In 2025, total trading volume in the crypto derivatives market reached $85.7 trillion, while average daily turnover stood at approximately $264.5 billion. Trading activity followed a clear “low start, strong finish” pattern, reflecting tight macro liquidity in the early months of the year and a sharp recovery in risk appetite during the second half.
Centralized exchanges remained the primary venue for price discovery and risk management across major crypto assets. At the same time, market structure continued to narrow, with liquidity and leverage increasingly concentrated among a small number of dominant platforms. This shift aligns with the partial easing of global liquidity conditions in the second half of the year, which reignited demand for leveraged trading strategies.
Derivatives Trading Concentrated Among Four Major Exchanges
More than 60% of total derivatives volume in 2025 was executed on just four platforms. Binance, OKX, Bybit, and Bitget emerged as the core drivers of liquidity, leverage, and user asset concentration across the market.
Binance alone accounted for $25.09 trillion in annual derivatives volume, representing over 29% of global market share. Behind Binance, second-tier competition remained relatively balanced. OKX, Bybit, and Bitget recorded annual trading volumes ranging between $8.2 trillion and $10.8 trillion, with average daily volumes between $25 billion and $33 billion. Together with Binance, these platforms controlled approximately 62.3% of total market activity.
OKX ranked second with a 12.5% market share, followed by Bybit at 11%, and Bitget at roughly 9.5%.
Why It Matters
This level of concentration indicates that pricing power in the crypto derivatives market is increasingly controlled by a limited number of exchanges. While deeper liquidity benefits large platforms during high-volatility periods, smaller exchanges face a greater risk of price dislocations and thin order books.
High-volume trading days consistently exceeded annual averages throughout the year. On October 10, single-day derivatives volume peaked at approximately $748 billion, far above normal levels. Monthly averages hovered near $200 billion in the first quarter before accelerating in the second half, surpassing $300 billion during July–August and October.
Open Interest Hits Record Highs Before Q4 Shakeout
Open interest (OI) data highlighted the fragility of the market’s high-leverage structure. Aggressive deleveraging in the first quarter pushed total OI down to $87 billion. This was followed by a rapid rebuild in leverage, with OI reaching an all-time high of $235.9 billion in early October.
During the fourth quarter, roughly $70 billion in positions were wiped out. Despite this drawdown, year-end open interest still closed 17% higher than at the start of the year. Binance continued to dominate leverage concentration, holding nearly 28% of daily average OI, while the top five exchanges controlled more than 80% overall.

Liquidity and Custody Power Centralized
Liquidity depth data confirmed that dominance extended beyond raw volume. Binance’s Bitcoin order book depth far exceeded all competitors, while OKX ranked a clear second, particularly for institutional-sized trades.

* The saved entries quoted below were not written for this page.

//! Repository lifecycle state.
//!
//! [`RepositoryState`] is a plain snapshot value. It carries no transition
//! logic of its own: every transition is performed by the async synchronizer
//! in `basekit-repo`, which is the only place a state is ever stored.

use std::fmt;

/// Bounds required of any value cached by a repository.
///
/// Equality is what decides whether a state transition is real, so it is
/// part of the contract rather than an optimization.
pub trait RepositoryData: Clone + PartialEq + fmt::Debug + Send + Sync + 'static {}

impl<T> RepositoryData for T where T: Clone + PartialEq + fmt::Debug + Send + Sync + 'static {}

/// Lifecycle of the data held by a repository.
#[derive(Debug, Clone, PartialEq, Eq, Default)]
pub enum RepositoryState<T> {
    /// No data has ever been fetched.
    #[default]
    Initial,
    /// Data confirmed current as of the last successful sync.
    Synced(T),
    /// The last sync failed, or a local write has not been confirmed
    /// upstream yet. The held value is kept, never discarded.
    NotSynced(T),
}

impl<T> RepositoryState<T> {
    /// Borrow the held data, if any.
    pub fn data(&self) -> Option<&T> {
        match self {
            Self::Initial => None,
            Self::Synced(data) | Self::NotSynced(data) => Some(data),
        }
    }

    /// Take the held data, if any.
    pub fn into_data(self) -> Option<T> {
        match self {
            Self::Initial => None,
            Self::Synced(data) | Self::NotSynced(data) => Some(data),
        }
    }

    /// True if nothing has ever been synced.
    pub fn is_initial(&self) -> bool {
        matches!(self, Self::Initial)
    }

    /// True if the held data is confirmed current.
    pub fn is_synced(&self) -> bool {
        matches!(self, Self::Synced(_))
    }

    /// True if the held data is known to be unconfirmed.
    pub fn is_stale(&self) -> bool {
        matches!(self, Self::NotSynced(_))
    }
}

impl<T: fmt::Debug> fmt::Display for RepositoryState<T> {
    fn fmt(&self, f: &mut fmt::Formatter<'_>) -> fmt::Result {
        match self {
            Self::Initial => write!(f, "initial"),
            Self::Synced(data) => write!(f, "synced({:?})", data),
            Self::NotSynced(data) => write!(f, "not_synced({:?})", data),
        }
    }
}

#[cfg(test)]
mod tests {
    use super::*;

    // ===========================================
    // Equality Tests
    // ===========================================

    #[test]
    fn same_variant_same_payload_is_equal() {
        assert_eq!(RepositoryState::Synced(1), RepositoryState::Synced(1));
        assert_eq!(RepositoryState::NotSynced(1), RepositoryState::NotSynced(1));
        assert_eq!(RepositoryState::<u8>::Initial, RepositoryState::Initial);
    }

    #[test]
    fn payload_or_variant_mismatch_is_not_equal() {
        assert_ne!(RepositoryState::Synced(1), RepositoryState::Synced(2));
        assert_ne!(RepositoryState::Synced(1), RepositoryState::NotSynced(1));
        assert_ne!(RepositoryState::Initial, RepositoryState::Synced(0));
    }

    // ===========================================
    // Accessor Tests
    // ===========================================

    #[test]
    fn data_is_available_for_synced_and_stale() {
        assert_eq!(RepositoryState::Synced("a").data(), Some(&"a"));
        assert_eq!(RepositoryState::NotSynced("b").data(), Some(&"b"));
        assert_eq!(RepositoryState::<&str>::Initial.data(), None);
        assert_eq!(RepositoryState::NotSynced(7).into_data(), Some(7));
    }

    #[test]
    fn predicates_match_variants() {
        let initial = RepositoryState::<u8>::default();
        assert!(initial.is_initial());
        assert!(!initial.is_synced());

        assert!(RepositoryState::Synced(1).is_synced());
        assert!(RepositoryState::NotSynced(1).is_stale());
        assert!(!RepositoryState::NotSynced(1).is_synced());
    }

    #[test]
    fn display_names_variant_and_value() {
        assert_eq!(RepositoryState::<u8>::Initial.to_string(), "initial");
        assert_eq!(RepositoryState::Synced("x").to_string(), "synced(\"x\")");
        assert_eq!(RepositoryState::NotSynced(3).to_string(), "not_synced(3)");
    }
}
//! Repository observers and the weak registry that holds them.
//!
//! The registry never keeps an observer alive: entries are [`Weak`] handles
//! and expired ones are skipped on every notification.

use std::sync::{Arc, Weak};

use crate::error::SyncError;

/// Receives repository state changes.
///
/// Callbacks run synchronously while the repository's state is locked, so
/// implementations must not block or call back into the repository.
pub trait RepositoryObserver<T>: Send + Sync {
    /// The data held by the repository changed.
    ///
    /// Fires when the carried value changes, not on sync-status changes:
    /// `Synced(v)` becoming `NotSynced(v)` is silent.
    fn on_data_changed(&self, data: &T);

    /// A sync failed. The repository state tells what data is still held.
    fn on_sync_failed(&self, _error: &SyncError) {}
}

struct Entry<T> {
    key: usize,
    observer: Weak<dyn RepositoryObserver<T>>,
}

/// Weakly-held observers in registration order.
pub struct ObserverRegistry<T> {
    entries: Vec<Entry<T>>,
}

impl<T> ObserverRegistry<T> {
    /// Create an empty registry.
    pub fn new() -> Self {
        Self {
            entries: Vec::new(),
        }
    }

    /// Register an observer. Registering the same observer again replaces
    /// the earlier registration.
    pub fn add<O>(&mut self, observer: &Arc<O>)
    where
        O: RepositoryObserver<T> + 'static,
    {
        let key = key_of(observer);
        self.entries
            .retain(|entry| entry.key != key && entry.observer.strong_count() > 0);

        let weak: Weak<dyn RepositoryObserver<T>> = Arc::downgrade(observer) as _;
        self.entries.push(Entry {
            key,
            observer: weak,
        });
    }

    /// Unregister an observer. Does nothing if it was never registered.
    pub fn remove<O>(&mut self, observer: &Arc<O>)
    where
        O: RepositoryObserver<T> + 'static,
    {
        let key = key_of(observer);
        self.entries.retain(|entry| entry.key != key);
    }

    /// Apply `f` to every live observer in registration order.
    pub fn notify(&self, mut f: impl FnMut(&dyn RepositoryObserver<T>)) {
        let live: Vec<Arc<dyn RepositoryObserver<T>>> = self
            .entries
            .iter()
            .filter_map(|entry| entry.observer.upgrade())
            .collect();

        for observer in &live {
            f(observer.as_ref());
        }
    }

    /// Number of observers still alive.
    pub fn len(&self) -> usize {
        self.entries
            .iter()
            .filter(|entry| entry.observer.strong_count() > 0)
            .count()
    }

    /// True if no live observer is registered.
    pub fn is_empty(&self) -> bool {
        self.len() == 0
    }
}

impl<T> Default for ObserverRegistry<T> {
    fn default() -> Self {
        Self::new()
    }
}

impl<T> std::fmt::Debug for ObserverRegistry<T> {
    fn fmt(&self, f: &mut std::fmt::Formatter<'_>) -> std::fmt::Result {
        f.debug_struct("ObserverRegistry")
            .field("live", &self.len())
            .finish()
    }
}

// Identity of the allocation, independent of the trait object vtable.
fn key_of<O>(observer: &Arc<O>) -> usize {
    Arc::as_ptr(observer) as *const () as usize
}
//! Error types for repositories and their data sources.

use std::sync::Arc;
use thiserror::Error;

/// Errors reported by a puller or pusher.
///
/// Clonable so that a single failure can be handed to every caller waiting
/// on the same sync.
#[derive(Debug, Clone, Error)]
pub enum SourceError {
    /// The source unexpectedly holds no value.
    #[error("unexpected empty value")]
    UnexpectedEmpty,

    /// Reading from the source failed.
    #[error("read failed: {0}")]
    Read(String),

    /// Writing to the source failed.
    #[error("write failed: {0}")]
    Write(String),

    /// Deleting from the source failed.
    #[error("delete failed: {0}")]
    Delete(String),

    /// Any other collaborator error.
    #[error(transparent)]
    Other(Arc<dyn std::error::Error + Send + Sync>),
}

impl SourceError {
    /// Wrap an arbitrary error.
    pub fn other<E>(error: E) -> Self
    where
        E: std::error::Error + Send + Sync + 'static,
    {
        Self::Other(Arc::new(error))
    }
}

/// Errors surfaced by a repository sync.
#[derive(Debug, Clone, Error)]
pub enum SyncError {
    /// The pull or push backing the current sync failed.
    #[error("sync failed: {0}")]
    Source(#[from] SourceError),

    /// Awaited a sync while none was assigned.
    #[error("no sync task assigned")]
    NoTask,

    /// The awaited sync kept being superseded.
    #[error("sync superseded {0} times in a row")]
    Superseded(u32),

    /// The sync task ended without producing a result (panic or runtime
    /// shutdown).
    #[error("sync task aborted: {0}")]
    Aborted(String),

    /// The repository went back to holding no data.
    #[error("repository reset to its initial state")]
    Reset,
}

/// Errors surfaced by repository reads and writes.
#[derive(Debug, Clone, Error)]
pub enum RepositoryError {
    /// Read before anything was synced, with auto-sync disabled.
    #[error("repository has not synced yet")]
    NotSynced,

    /// Reading required a sync, which failed.
    #[error("read failed: {0}")]
    Read(#[source] SyncError),

    /// The new value could not be pushed. It stays in memory as stale data
    /// and is pushed again by the next sync.
    #[error("write failed: {0}")]
    Write(#[source] SyncError),

    /// The deletion could not be pushed.
    #[error("delete failed: {0}")]
    Delete(#[source] SyncError),

    /// Patch requested while the repository holds no data.
    #[error("cannot patch a repository that has never synced")]
    PatchWithoutBase,
}

impl RepositoryError {
    /// The sync failure behind this error, if any.
    pub fn sync_error(&self) -> Option<&SyncError> {
        match self {
            Self::Read(e) | Self::Write(e) | Self::Delete(e) => Some(e),
            Self::NotSynced | Self::PatchWithoutBase => None,
        }
    }
}

#[cfg(test)]
mod tests {
    use super::*;
    use std::error::Error as _;

    #[test]
    fn error_display() {
        let err = RepositoryError::Write(SyncError::Source(SourceError::Write("offline".into())));
        assert_eq!(err.to_string(), "write failed: sync failed: write failed: offline");
    }

    #[test]
    fn errors_chain_to_their_cause() {
        let err = RepositoryError::Read(SyncError::Source(SourceError::UnexpectedEmpty));

        let sync = err.source().unwrap();
        assert_eq!(sync.to_string(), "sync failed: unexpected empty value");

        let source = sync.source().unwrap();
        assert_eq!(source.to_string(), "unexpected empty value");
    }

    #[test]
    fn other_wraps_foreign_errors() {
        let io = std::io::Error::new(std::io::ErrorKind::NotFound, "missing file");
        let err = SourceError::other(io);
        assert_eq!(err.to_string(), "missing file");
        assert!(matches!(err.clone(), SourceError::Other(_)));
    }

    #[test]
    fn sync_error_is_exposed_for_wrapped_variants() {
        let err = RepositoryError::Delete(SyncError::NoTask);
        assert!(matches!(err.sync_error(), Some(SyncError::NoTask)));
        assert!(RepositoryError::PatchWithoutBase.sync_error().is_none());
    }

    #[test]
    fn error_is_send_sync() {
        fn assert_send_sync<T: Send + Sync>() {}
        assert_send_sync::<SourceError>();
        assert_send_sync::<SyncError>();
        assert_send_sync::<RepositoryError>();
    }
}
//! Intermediate representations produced by decomposition.

use snomed_owl::SctId;

use crate::relationship::RelationshipGroups;

/// The relationship-level representation of one class or property axiom.
///
/// Exactly two shapes exist: the normal form places the defined concept on
/// the left and its definition (as relationship groups) on the right; the
/// GCI form places a composite expression on the left and a named concept on
/// the right. Representations compare and hash by value so a concept's
/// axioms can be aggregated with set semantics.
#[derive(Debug, Clone, PartialEq, Eq, Hash)]
#[cfg_attr(feature = "serde", derive(serde::Serialize, serde::Deserialize))]
pub enum AxiomRepresentation {
    /// Normal form: a named concept defined by relationship groups.
    Normal {
        /// The concept being defined (left hand side).
        named_concept: SctId,
        /// The definition (right hand side).
        relationships: RelationshipGroups,
        /// True for SubClassOf-derived axioms, false for EquivalentClasses.
        primitive: bool,
    },

    /// General Concept Inclusion: a composite expression implying a named
    /// concept. GCI groups never share numbering with the concept's normal
    /// form and are excluded from its necessary normal form.
    Gci {
        /// The expression side (left hand side).
        relationships: RelationshipGroups,
        /// The implied concept (right hand side).
        named_concept: SctId,
    },
}

impl AxiomRepresentation {
    /// The named concept side of the representation.
    pub fn named_concept(&self) -> SctId {
        match self {
            AxiomRepresentation::Normal { named_concept, .. }
            | AxiomRepresentation::Gci { named_concept, .. } => *named_concept,
        }
    }

    /// The relationship group side of the representation.
    pub fn relationships(&self) -> &RelationshipGroups {
        match self {
            AxiomRepresentation::Normal { relationships, .. }
            | AxiomRepresentation::Gci { relationships, .. } => relationships,
        }
    }

    /// Whether the axiom states a primitive (sufficient-only) definition.
    /// GCI forms are always treated as primitive.
    pub fn is_primitive(&self) -> bool {
        match self {
            AxiomRepresentation::Normal { primitive, .. } => *primitive,
            AxiomRepresentation::Gci { .. } => true,
        }
    }

    /// Returns true for the GCI form.
    pub fn is_gci(&self) -> bool {
        matches!(self, AxiomRepresentation::Gci { .. })
    }
}

/// Classification of an object property axiom.
///
/// Transitivity, reflexivity and property chains are not convertible to
/// relationships; they are surfaced as flags against the original
/// expression text instead. At most one flag is set for a given axiom.
#[derive(Debug, Clone, PartialEq, Eq)]
#[cfg_attr(feature = "serde", derive(serde::Serialize, serde::Deserialize))]
pub struct ObjectPropertyAxiomRepresentation {
    /// The original axiom expression text.
    pub axiom: String,
    /// True for `TransitiveObjectProperty` axioms.
    pub transitive: bool,
    /// True for `ReflexiveObjectProperty` axioms.
    pub reflexive: bool,
    /// True for `SubObjectPropertyOf(ObjectPropertyChain(...) ...)` axioms.
    pub property_chain: bool,
}

impl ObjectPropertyAxiomRepresentation {
    /// Creates a representation with no characteristics set.
    pub fn new(axiom: impl Into<String>) -> Self {
        ObjectPropertyAxiomRepresentation {
            axiom: axiom.into(),
            transitive: false,
            reflexive: false,
            property_chain: false,
        }
    }
}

Custodial concentration proved even more pronounced. Binance held over 72% of total custodial assets, pushing the Herfindahl-Hirschman Index (HHI) to 5,352, a level signaling extreme oligopoly conditions. Other platforms shared a significantly smaller portion of user-held assets.
Liquidations and Systemic Risk Peak in October
Total liquidations in 2025 approached $150 billion, most of which reflected routine market activity. However, systemic stress was heavily concentrated around October 10–11.
Following a major macro shock linked to new U.S. tariffs on China, combined liquidations exceeded $19 billion in a single day. Elevated leverage, crowded long positioning, and strained liquidation mechanisms amplified volatility, particularly across altcoins. While Bitcoin and Ethereum experienced relatively contained drawdowns, many smaller assets suffered sharp collapses.
Outlook
The 2025 data confirms that growth in crypto derivatives continues, but with risk increasingly centralized across a handful of platforms. As liquidity, custody, and leverage concentrate further, the potential for cascading effects during macro or regulatory shocks rises. If this structure persists, 2026 may bring heightened regulatory scrutiny and more frequent platform-level stress testing.